Windows does that, however, and so, apparently does the Mac, though I find it
confusing because it's not what I've grown to know, if not love.
[snip]
Then I guess DEC [Comhaq] Tru64 Unix Version 5 would also fall under that
heading... I sat my rather technophobe wife behind that OS on a DEC 3000
Model 300 Alpha, and she was using it faster & easier than Win95... I went
from 2-3 support calls per day (from her, while I was
at work) to maybe 1-2
per month.
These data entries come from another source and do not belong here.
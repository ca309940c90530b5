use crate::sqlite_column;
use crate::sqlite_persistence::{
    Column, ForeignKey, ForeignKeyOnChange, SqlType, Table, VersionedSchema, DEFAULT_TIMESTAMP,
};

const CHATS_TABLE_V_0: Table = Table {
    name: "chats",
    columns: &[
        sqlite_column!("id", &SqlType::Integer, is_primary_key = true),
        sqlite_column!("user_id", &SqlType::Integer, non_null = true),
        sqlite_column!("session_id", &SqlType::Text, non_null = true, is_unique = true),
        sqlite_column!("started_date", &SqlType::Text, non_null = true),
        sqlite_column!("user_timezone", &SqlType::Text, non_null = true),
        sqlite_column!(
            "created_at",
            &SqlType::Integer,
            non_null = true,
            default_value = Some(DEFAULT_TIMESTAMP)
        ),
        sqlite_column!(
            "updated_at",
            &SqlType::Integer,
            non_null = true,
            default_value = Some(DEFAULT_TIMESTAMP)
        ),
        sqlite_column!("finished_at", &SqlType::Integer),
        sqlite_column!("archived_at", &SqlType::Integer),
        sqlite_column!("chat_duration", &SqlType::Integer),
    ],
    indices: &[("idx_chats_user_created", "user_id, created_at")],
};

const CHAT_HISTORIES_TABLE_V_0: Table = Table {
    name: "chat_histories",
    columns: &[
        sqlite_column!("id", &SqlType::Integer, is_primary_key = true),
        sqlite_column!(
            "chat_id",
            &SqlType::Integer,
            non_null = true,
            foreign_key = Some(&ForeignKey {
                foreign_table: "chats",
                foreign_column: "id",
                on_delete: ForeignKeyOnChange::Cascade,
            })
        ),
        sqlite_column!("message_id", &SqlType::Text, non_null = true),
        sqlite_column!("role", &SqlType::Text, non_null = true),
        sqlite_column!("content", &SqlType::Text, non_null = true),
        sqlite_column!("metadata", &SqlType::Text, non_null = true, default_value = Some("'{}'")),
        sqlite_column!(
            "inserted_at",
            &SqlType::Integer,
            non_null = true,
            default_value = Some(DEFAULT_TIMESTAMP)
        ),
    ],
    indices: &[("idx_chat_histories_chat_id", "chat_id")],
};

pub const CHAT_VERSIONED_SCHEMAS: &[VersionedSchema] = &[VersionedSchema {
    version: 0,
    tables: &[CHATS_TABLE_V_0, CHAT_HISTORIES_TABLE_V_0],
}];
The DEC finally got a little slow for her tastes,
and she needed
office apps (read: staroffice) so I put her behind the wheel of a Compaq
Dual P2-350Mhz running RedSplat 7.2 -- still easier to set up with my
networked color laser (windows still can't find it... :-( ) and it was
still easier for her to cross over to KDE from Tru64 than it was to teach
her the maintenance necessary for Win9x.
Then again, tho; it could just be the teacher... ;-)
"Merch"
--
Roger "Merch" Merchberger --- sysadmin, Iceberg Computers
Recycling is good, right??? Ok, so I'll recycle an old .sig.
If at first you don't succeed, nuclear warhead
disarmament should *not* be your first career choice.